Daily Kickoff
MUST READ — “What the Media Gets Wrong About Israel” by Matti Friedman in The Atlantic: “When Hamas’s leaders surveyed their assets before this summer’s round of fighting, they knew that among those assets was the international press. The AP staff in Gaza City would witness a rocket launch right beside their office, endangering reporters and other civilians nearby—and the AP wouldn’t report it, not even in AP articles about Israeli claims that Hamas was launching rockets from residential areas. (This happened.) Hamas fighters would burst into the AP’s Gaza bureau and threaten the staff—and the AP wouldn’t report it. (This also happened.) Cameramen waiting outside Shifa Hospital in Gaza City would film the arrival of civilian casualties and then, at a signal from an official, turn off their cameras when wounded and dead fighters came in, helping Hamas maintain the illusion that only civilians were dying. (This too happened; the information comes from multiple sources with firsthand knowledge of these incidents.)”

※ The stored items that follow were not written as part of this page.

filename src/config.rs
use std::env;

#[derive(Clone)]
pub struct Config {
    pub database_url: String,
    pub port: u16,
    pub toss_api_url: String,
    pub toss_secret_key: String,
    pub gateway_timeout_secs: u64,
    pub notify_service_url: String,
    pub notify_service_token: String,
    /// Soft-lock window for unpaid reservations, in minutes.
    pub reservation_lock_minutes: i64,
    /// How long before session start the reminder goes out, in minutes.
    pub reminder_lead_minutes: i64,
}

impl Config {
    pub fn from_env() -> Self {
        Self {
            database_url: env::var("DATABASE_URL").expect("DATABASE_URL must be set"),
            port: env::var("PORT").unwrap_or_else(|_| "3000".to_string()).parse().expect("PORT must be a number"),
            toss_api_url: env::var("TOSS_API_URL").unwrap_or_else(|_| "https://api.tosspayments.com".to_string()),
            toss_secret_key: env::var("TOSS_SECRET_KEY").expect("TOSS_SECRET_KEY must be set"),
            gateway_timeout_secs: env::var("GATEWAY_TIMEOUT_SECS").unwrap_or_else(|_| "10".to_string()).parse().expect("GATEWAY_TIMEOUT_SECS must be a number"),
            notify_service_url: env::var("NOTIFY_SERVICE_URL").unwrap_or_else(|_| "http://localhost:8100/api/v1/push".to_string()),
            notify_service_token: env::var("NOTIFY_SERVICE_TOKEN").unwrap_or_else(|_| "test-token-1".to_string()),
            reservation_lock_minutes: env::var("RESERVATION_LOCK_MINUTES").unwrap_or_else(|_| "5".to_string()).parse().expect("RESERVATION_LOCK_MINUTES must be a number"),
            reminder_lead_minutes: env::var("REMINDER_LEAD_MINUTES").unwrap_or_else(|_| "10".to_string()).parse().expect("REMINDER_LEAD_MINUTES must be a number"),
        }
    }
}
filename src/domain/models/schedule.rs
use chrono::{DateTime, Utc};
use serde::{Deserialize, Serialize};
use sqlx::types::Json;
use sqlx::FromRow;
use uuid::Uuid;

/// One open wall-clock range, "HH:MM" strings with no timezone. The same
/// civil time applies every week.
#[derive(Debug, Serialize, Deserialize, Clone, PartialEq, Eq)]
#[serde(rename_all = "camelCase")]
pub struct TimeRange {
    pub start_time: String,
    pub end_time: String,
}

/// A mentor's recurring weekly availability. Ranges are stored as given;
/// sorting and overlap hygiene are the editing caller's responsibility.
#[derive(Debug, Serialize, Deserialize, Clone, Default, PartialEq, Eq)]
pub struct WeeklySchedule {
    #[serde(default)]
    pub monday: Vec<TimeRange>,
    #[serde(default)]
    pub tuesday: Vec<TimeRange>,
    #[serde(default)]
    pub wednesday: Vec<TimeRange>,
    #[serde(default)]
    pub thursday: Vec<TimeRange>,
    #[serde(default)]
    pub friday: Vec<TimeRange>,
    #[serde(default)]
    pub saturday: Vec<TimeRange>,
    #[serde(default)]
    pub sunday: Vec<TimeRange>,
}

#[derive(Debug, Serialize, Deserialize, FromRow, Clone)]
pub struct AvailableSchedule {
    pub id: String,
    pub program_id: String,
    pub weekly: Json<WeeklySchedule>,
    pub created_at: DateTime<Utc>,
}

impl AvailableSchedule {
    pub fn new(program_id: String, weekly: WeeklySchedule) -> Self {
        Self {
            id: Uuid::new_v4().to_string(),
            program_id,
            weekly: Json(weekly),
            created_at: Utc::now(),
        }
    }
}
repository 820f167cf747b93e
use crate::domain::models::outbox::OutboxEvent;
use crate::domain::ports::Notifier;
use crate::error::AppError;
use async_trait::async_trait;
use reqwest::Client;
use serde::Serialize;
use tracing::error;

/// Pushes outbox events to the real-time notification service.
pub struct HttpNotifier {
    client: Client,
    api_url: String,
    api_key: String,
}

impl HttpNotifier {
    pub fn new(api_url: String, api_key: String) -> Self {
        Self {
            client: Client::new(),
            api_url,
            api_key,
        }
    }
}

#[derive(Serialize)]
struct PushPayload<'a> {
    recipient_user_id: &'a str,
    event_type: &'a str,
    reservation_id: &'a str,
    program_id: &'a str,
    message: &'a str,
}

#[async_trait]
impl Notifier for HttpNotifier {
    async fn deliver(&self, event: &OutboxEvent) -> Result<(), AppError> {
        let payload = PushPayload {
            recipient_user_id: &event.recipient_user_id,
            event_type: &event.event_type,
            reservation_id: &event.reservation_id,
            program_id: &event.program_id,
            message: &event.message,
        };

        let res = self.client.post(&self.api_url)
            .header("Authorization", format!("Bearer {}", self.api_key))
            .json(&payload)
            .send()
            .await
            .map_err(|e| {
                let msg = format!("Notification service connection error: {}", e);
                error!("{}", msg);
                AppError::InternalWithMsg(msg)
            })?;

        if !res.status().is_success() {
            let status = res.status();
            let text = res.text().await.unwrap_or_default();
            let msg = format!("Notification service failed. Status: {}, Body: {}", status, text);
            error!("{}", msg);
            return Err(AppError::InternalWithMsg(msg));
        }

        Ok(())
    }
}
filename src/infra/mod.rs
pub mod factory;
pub mod gateway;
pub mod notify;
pub mod repositories;
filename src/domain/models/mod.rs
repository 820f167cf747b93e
pub mod contact;
pub mod outbox;
pub mod payment;
pub mod program;
pub mod reservation;
pub mod schedule;
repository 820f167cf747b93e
use crate::domain::models::outbox::{OutboxEvent, EVENT_RESERVATION_REMINDER};
use crate::state::AppState;
use chrono::{Duration as ChronoDuration, Utc};
use std::sync::Arc;
use std::time::Duration;
use tokio::time::sleep;
use tracing::{error, info, info_span, Instrument};

const POLL_INTERVAL: Duration = Duration::from_secs(5);
const OUTBOX_BATCH: i32 = 10;
/// Sweep housekeeping roughly once a minute.
const SWEEP_EVERY_N_TICKS: u32 = 12;

/// Delivers outbox notifications and runs the periodic sweep. Delivery
/// failures are recorded on the row and logged, nothing more: the state
/// change an event announces has already committed.
pub async fn start_background_worker(state: Arc<AppState>) {
    info!("Starting background worker...");

    let mut tick: u32 = 0;
    loop {
        dispatch_outbox(&state).await;

        if tick % SWEEP_EVERY_N_TICKS == 0 {
            run_sweep(&state).await;
        }
        tick = tick.wrapping_add(1);

        sleep(POLL_INTERVAL).await;
    }
}

pub async fn dispatch_outbox(state: &Arc<AppState>) {
    let pending = match state.outbox_repo.find_pending(OUTBOX_BATCH).await {
        Ok(events) => events,
        Err(e) => {
            error!("Failed to fetch pending outbox events: {:?}", e);
            return;
        }
    };

    for event in pending {
        let span = info_span!(
            "outbox_dispatch",
            event_id = %event.id,
            event_type = %event.event_type,
            recipient = %event.recipient_user_id
        );

        async {
            match state.notifier.deliver(&event).await {
                Ok(_) => {
                    info!("Notification delivered");
                    if let Err(e) = state.outbox_repo.mark_status(&event.id, "SENT", None).await {
                        error!("Failed to mark outbox event sent: {:?}", e);
                    }
                }
                Err(e) => {
                    let err_msg = format!("{}", e);
                    error!("Notification delivery failed: {}", err_msg);
                    if let Err(up_err) = state
                        .outbox_repo
                        .mark_status(&event.id, "FAILED", Some(err_msg))
                        .await
                    {
                        error!("Failed to mark outbox event failed: {:?}", up_err);
                    }
                }
            }
        }
        .instrument(span)
        .await;
    }
}

pub async fn run_sweep(state: &Arc<AppState>) {
    let now = Utc::now();

    // Abandoned checkouts: same primitive the inline reap uses, so the
    // two purge paths cannot disagree.
    match state.reservation_repo.delete_expired_pending(None).await {
        Ok(purged) if purged > 0 => info!(purged, "swept expired pending reservations"),
        Ok(_) => {}
        Err(e) => error!("Expired-reservation sweep failed: {:?}", e),
    }

    match state.reservation_repo.complete_elapsed(now).await {
        Ok(completed) if completed > 0 => info!(completed, "marked elapsed sessions completed"),
        Ok(_) => {}
        Err(e) => error!("Completion sweep failed: {:?}", e),
    }

    let until = now + ChronoDuration::minutes(state.config.reminder_lead_minutes);
    let due = match state.reservation_repo.find_due_reminders(until).await {
        Ok(due) => due,
        Err(e) => {
            error!("Reminder query failed: {:?}", e);
            return;
        }
    };

    for reminder in due {
        let event = OutboxEvent::new(
            EVENT_RESERVATION_REMINDER,
            reminder.user_id.clone(),
            reminder.reservation_id.clone(),
            reminder.program_id.clone(),
            format!(
                "Your \"{}\" mentoring session starts at {}.",
                reminder.title,
                reminder.start_time.to_rfc3339()
            ),
        );
        if let Err(e) = state
            .reservation_repo
            .mark_reminder_sent(&reminder.reservation_id, &event)
            .await
        {
            error!(reservation_id = %reminder.reservation_id, "Failed to enqueue reminder: {:?}", e);
        }
    }
}
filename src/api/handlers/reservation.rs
use axum::{extract::{Path, Query, State}, response::IntoResponse, Json};
use crate::api::dtos::requests::{CreateReservationRequest, DecisionRequest, PaginationQuery};
use crate::api::dtos::responses::BookingReceiptResponse;
use crate::api::extractors::auth::AuthUser;
use crate::domain::services::reservation_service::CreateReservation;
use crate::error::AppError;
use crate::state::AppState;
use std::sync::Arc;

pub async fn create_reservation(
    State(state): State<Arc<AppState>>,
    AuthUser(user_id): AuthUser,
    Json(payload): Json<CreateReservationRequest>,
) -> Result<impl IntoResponse, AppError> {
    let receipt = state
        .reservation_service
        .create(CreateReservation {
            program_id: payload.program_id,
            user_id,
            start_time: payload.start_time,
            end_time: payload.end_time,
            phone: payload.phone,
            email: payload.email,
            message: payload.message,
        })
        .await?;

    Ok(Json(BookingReceiptResponse {
        reservation_id: receipt.reservation_id,
        order_id: receipt.order_id,
        amount: receipt.amount,
        order_name: receipt.order_name,
    }))
}

pub async fn list_my_reservations(
    State(state): State<Arc<AppState>>,
    AuthUser(user_id): AuthUser,
    Query(pagination): Query<PaginationQuery>,
) -> Result<impl IntoResponse, AppError> {
    let (limit, offset) = pagination.limit_offset();
    let items = state
        .reservation_repo
        .list_for_user(&user_id, limit, offset)
        .await?;
    Ok(Json(serde_json::json!({ "items": items })))
}

pub async fn decide_reservation(
    State(state): State<Arc<AppState>>,
    AuthUser(user_id): AuthUser,
    Path(reservation_id): Path<String>,
    Json(payload): Json<DecisionRequest>,
) -> Result<impl IntoResponse, AppError> {
    state
        .reservation_service
        .decide(&user_id, &reservation_id, payload.approved, payload.reason)
        .await?;

    let status = if payload.approved { "approved" } else { "rejected" };
    Ok(Json(serde_json::json!({ "status": status })))
}
use crate::domain::models::schedule::WeeklySchedule;
use chrono::{DateTime, Utc};
use serde::Deserialize;

#[derive(Deserialize)]
pub struct CreateProgramRequest {
    pub title: String,
    pub description: String,
    pub price: i64,
    pub duration_min: i32,
    pub available_schedule: WeeklySchedule,
}

#[derive(Deserialize)]
pub struct CreateReservationRequest {
    pub program_id: String,
    pub start_time: DateTime<Utc>,
    pub end_time: DateTime<Utc>,
    pub phone: String,
    pub email: String,
    pub message: String,
}

#[derive(Deserialize)]
pub struct DecisionRequest {
    pub approved: bool,
    pub reason: Option<String>,
}

#[derive(Deserialize)]
pub struct VerifyPaymentRequest {
    pub order_id: String,
    pub price: i64,
    pub payment_key: String,
}

#[derive(Deserialize)]
pub struct PaginationQuery {
    pub page: Option<i64>,
    pub limit: Option<i64>,
}

impl PaginationQuery {
    pub fn limit_offset(&self) -> (i64, i64) {
        let limit = self.limit.unwrap_or(10).clamp(1, 100);
        let page = self.page.unwrap_or(1).max(1);
        (limit, (page - 1) * limit)
    }
}
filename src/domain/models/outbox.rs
use chrono::{DateTime, Utc};
use serde::{Deserialize, Serialize};
use sqlx::FromRow;
use uuid::Uuid;

pub const EVENT_BOOKING_CREATED: &str = "BOOKING_CREATED";
pub const EVENT_BOOKING_CONFIRMED: &str = "BOOKING_CONFIRMED";
pub const EVENT_BOOKING_CANCELLED: &str = "BOOKING_CANCELLED";
pub const EVENT_RESERVATION_APPROVED: &str = "RESERVATION_APPROVED";
pub const EVENT_RESERVATION_REJECTED: &str = "RESERVATION_REJECTED";
pub const EVENT_RESERVATION_REMINDER: &str = "RESERVATION_REMINDER";

/// A notification waiting to leave the building. Rows are written inside
/// the same transaction as the state change they announce; the background
/// dispatcher delivers them, so a notification failure can never roll a
/// booking or payment back.
#[derive(Debug, Serialize, Deserialize, FromRow, Clone)]
pub struct OutboxEvent {
    pub id: String,
    pub event_type: String,
    pub recipient_user_id: String,
    pub reservation_id: String,
    pub program_id: String,
    pub message: String,
    pub status: String, // PENDING | SENT | FAILED
    pub error_message: Option<String>,
    pub created_at: DateTime<Utc>,
}

impl OutboxEvent {
    pub fn new(
        event_type: &str,
        recipient_user_id: String,
        reservation_id: String,
        program_id: String,
        message: String,
    ) -> Self {
        Self {
            id: Uuid::new_v4().to_string(),
            event_type: event_type.to_string(),
            recipient_user_id,
            reservation_id,
            program_id,
            message,
            status: "PENDING".to_string(),
            error_message: None,
            created_at: Utc::now(),
        }
    }
}
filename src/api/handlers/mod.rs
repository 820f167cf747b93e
pub mod health;
pub mod payment;
pub mod program;
pub mod reservation;
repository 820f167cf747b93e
pub mod http_notifier;
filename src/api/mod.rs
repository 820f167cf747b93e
pub mod dtos;
pub mod extractors;
pub mod handlers;
pub mod router;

“In Gaza, this goes from being a curious detail of press psychology to a major deficiency. Hamas’s strategy is to provoke a response from Israel by attacking from behind the cover of Palestinian civilians, thus drawing Israeli strikes that kill those civilians, and then to have the casualties filmed by one of the world’s largest press contingents, with the understanding that the resulting outrage abroad will blunt Israel’s response. This is a ruthless strategy, and an effective one. It is predicated on the cooperation of journalists. One of the reasons it works is because of the reflex I mentioned. If you report that Hamas has a strategy based on co-opting the media, this raises several difficult questions, like, What exactly is the relationship between the media and Hamas? And has this relationship corrupted the media? It is easier just to leave the other photographers out of the frame and let the picture tell the story: Here are dead people, and Israel killed them.” [TheAtlantic]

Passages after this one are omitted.